In the well run democracy if thats not as much an oxymoron as "military intelligence" the propositions and policies of the government are tested by the opposition. Leaving aside for another day the obvious truth that the federal Liberals have so corrupted parliament that this cant happen, lets look at the Campbell government. It has but two opposition members. Two to handle about 20 major portfolios.
Doing a show like mine, in the past the testing of any government initiative was easy one simply called the opposition critic, put him or her on the show, and the issue was joined. This was not laziness on our part the opposition was funded and well funded to analyze government policy and that which they couldnt analyze from their own efforts came by way of the ubiquitous brown envelope.
Now when there is any government policy to deal with, the opposition member can only answer with vague generalities or one-liners simply because the NDP opposition MLA simply has neither the time nor the money to analyze policy in depth.
What this is going to mean and has already started to mean is that opposition will come from interest groups in areas affected. They always played a role in the past, to be sure, but as a back-up resource not a primary one.

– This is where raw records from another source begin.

// HTTP API Error Types
use axum::{http::StatusCode, response::IntoResponse, Json};
use serde_json::{json, Value};
use std::collections::BTreeMap;

use crate::database::DatabaseError;
use crate::validation::ValidationError;

/// HTTP API error with appropriate status codes and client-friendly messages
#[derive(Debug)]
pub enum ApiError {
    // 400 Bad Request
    BadRequest(String),
    ValidationError {
        message: String,
        field_errors: Option<BTreeMap<String, String>>,
    },
    InvalidJson(String),

    // 401 Unauthorized
    Unauthorized(String),

    // 403 Forbidden (not owned, or no such store)
    Forbidden(String),

    // 404 Not Found
    NotFound(String),

    // 409 Conflict
    Conflict(String),

    // 422 Unprocessable Entity (referential constraint)
    UnprocessableEntity(String),

    // 500 Internal Server Error
    InternalServerError(String),

    // 503 Service Unavailable
    ServiceUnavailable(String),
}

impl ApiError {
    /// Get HTTP status code
    pub fn status_code(&self) -> u16 {
        match self {
            ApiError::BadRequest(_) => 400,
            ApiError::ValidationError { .. } => 400,
            ApiError::InvalidJson(_) => 400,
            ApiError::Unauthorized(_) => 401,
            ApiError::Forbidden(_) => 403,
            ApiError::NotFound(_) => 404,
            ApiError::Conflict(_) => 409,
            ApiError::UnprocessableEntity(_) => 422,
            ApiError::InternalServerError(_) => 500,
            ApiError::ServiceUnavailable(_) => 503,
        }
    }

    /// Get client-safe error message
    pub fn message(&self) -> &str {
        match self {
            ApiError::BadRequest(msg) => msg,
            ApiError::ValidationError { message, .. } => message,
            ApiError::InvalidJson(msg) => msg,
            ApiError::Unauthorized(msg) => msg,
            ApiError::Forbidden(msg) => msg,
            ApiError::NotFound(msg) => msg,
            ApiError::Conflict(msg) => msg,
            ApiError::UnprocessableEntity(msg) => msg,
            ApiError::InternalServerError(msg) => msg,
            ApiError::ServiceUnavailable(msg) => msg,
        }
    }

    /// Convert to JSON response body
    pub fn to_json(&self) -> Value {
        let mut response = json!({
            "success": false,
            "error": self.message(),
            "code": self.error_code()
        });

        if let ApiError::ValidationError {
            field_errors: Some(field_errors),
            ..
        } = self
        {
            response["field_errors"] = json!(field_errors);
        }

        response
    }

    /// Get error code for client handling
    pub fn error_code(&self) -> &'static str {
        match self {
            ApiError::BadRequest(_) => "BAD_REQUEST",
            ApiError::ValidationError { .. } => "VALIDATION_ERROR",
            ApiError::InvalidJson(_) => "INVALID_JSON",
            ApiError::Unauthorized(_) => "UNAUTHORIZED",
            ApiError::Forbidden(_) => "FORBIDDEN",
            ApiError::NotFound(_) => "NOT_FOUND",
            ApiError::Conflict(_) => "CONFLICT",
            ApiError::UnprocessableEntity(_) => "UNPROCESSABLE_ENTITY",
            ApiError::InternalServerError(_) => "INTERNAL_SERVER_ERROR",
            ApiError::ServiceUnavailable(_) => "SERVICE_UNAVAILABLE",
        }
    }
}

impl ApiError {
    pub fn bad_request(message: impl Into<String>) -> Self {
        ApiError::BadRequest(message.into())
    }

    pub fn validation_error(
        message: impl Into<String>,
        field_errors: Option<BTreeMap<String, String>>,
    ) -> Self {
        ApiError::ValidationError {
            message: message.into(),
            field_errors,
        }
    }

    pub fn invalid_json(message: impl Into<String>) -> Self {
        ApiError::InvalidJson(message.into())
    }

    pub fn unauthorized(message: impl Into<String>) -> Self {
        ApiError::Unauthorized(message.into())
    }

    pub fn forbidden(message: impl Into<String>) -> Self {
        ApiError::Forbidden(message.into())
    }

    pub fn not_found(message: impl Into<String>) -> Self {
        ApiError::NotFound(message.into())
    }

    pub fn conflict(message: impl Into<String>) -> Self {
        ApiError::Conflict(message.into())
    }

    pub fn unprocessable_entity(message: impl Into<String>) -> Self {
        ApiError::UnprocessableEntity(message.into())
    }

    pub fn internal_server_error(message: impl Into<String>) -> Self {
        ApiError::InternalServerError(message.into())
    }

    pub fn service_unavailable(message: impl Into<String>) -> Self {
        ApiError::ServiceUnavailable(message.into())
    }
}

impl From<ValidationError> for ApiError {
    fn from(err: ValidationError) -> Self {
        ApiError::validation_error("Invalid request body", Some(err.field_errors))
    }
}

/// Pure mapping; handlers log through `failure(tag)` before converting
impl From<DatabaseError> for ApiError {
    fn from(err: DatabaseError) -> Self {
        match err {
            DatabaseError::NotFound(msg) => ApiError::not_found(msg),
            DatabaseError::ForeignKeyViolation(_) => {
                ApiError::unprocessable_entity("Referenced records prevent this operation")
            }
            DatabaseError::UniqueViolation(_) => ApiError::conflict("A record with these values already exists"),
            DatabaseError::ConnectionError(_) => ApiError::service_unavailable("Database temporarily unavailable"),
            DatabaseError::MigrationError(_) => {
                ApiError::service_unavailable("Service is being updated, please try again later")
            }
            // Don't expose internal SQL errors to clients
            DatabaseError::QueryError(_)
            | DatabaseError::Sqlx(_)
            | DatabaseError::ConfigMissing(_)
            | DatabaseError::InvalidDatabaseUrl => ApiError::internal_server_error("Internal error"),
        }
    }
}

impl std::fmt::Display for ApiError {
    fn fmt(&self, f: &mut std::fmt::Formatter<'_>) -> std::fmt::Result {
        write!(f, "{}", self.message())
    }
}

impl std::error::Error for ApiError {}

// Automatic HTTP response conversion for Axum
impl IntoResponse for ApiError {
    fn into_response(self) -> axum::response::Response {
        let status = StatusCode::from_u16(self.status_code()).unwrap_or(StatusCode::INTERNAL_SERVER_ERROR);
        (status, Json(self.to_json())).into_response()
    }
}

#[cfg(test)]
mod tests {
    use super::*;

    #[test]
    fn validation_errors_carry_field_map() {
        let mut fields = BTreeMap::new();
        fields.insert("label".to_string(), "Required".to_string());
        let err: ApiError = ValidationError { field_errors: fields }.into();

        assert_eq!(err.status_code(), 400);
        let body = err.to_json();
        assert_eq!(body["success"], json!(false));
        assert_eq!(body["code"], json!("VALIDATION_ERROR"));
        assert_eq!(body["field_errors"]["label"], json!("Required"));
    }

    #[test]
    fn constraint_errors_map_to_client_statuses() {
        let fk: ApiError = DatabaseError::ForeignKeyViolation("categories_billboard_id_fkey".into()).into();
        assert_eq!(fk.status_code(), 422);

        let unique: ApiError = DatabaseError::UniqueViolation("stores_pkey".into()).into();
        assert_eq!(unique.status_code(), 409);

        let down: ApiError = DatabaseError::ConnectionError("refused".into()).into();
        assert_eq!(down.status_code(), 503);
    }

    #[test]
    fn internal_details_are_not_returned() {
        let err: ApiError = DatabaseError::QueryError("syntax error at or near SELEKT".into()).into();
        assert_eq!(err.status_code(), 500);
        assert!(!err.to_json().to_string().contains("SELEKT"));
    }
}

Former NDP MLA David Schreck is now conducting a one man band with his website strategicthoughts.com. Indeed, his research is excellent and his points are the ones an opposition ought to be making. But he is just one man with the smarts, the time, and the experience to play this role. That is scarcely enough scrutiny.
Let me give you but one example of the problem. Ten days or so ago, the Attorney-General floated the notion that damage awards against the government ought to be limited by the government and that a citizens right to sue the government ought to be curtailed. This goes to the very root of our freedom. Under democratic philosophy you cannot have one party to a dispute here the government deciding what the damages ought to be. The right to sue the government was only recently obtained and ought not lightly to be cast aside. But where was the criticism?
Certainly not from the NDP. They have no lawyer in their caucus. It was left to editorialists like me to raise the obvious questions of citizens rights.
Before the next election the public will rue, I think, the day that they gace almost unanimous consent to the Provincial Liberals.
Our system doesnt work especially well in the best of circumstances. It doesnt work at all when there is no political opposition.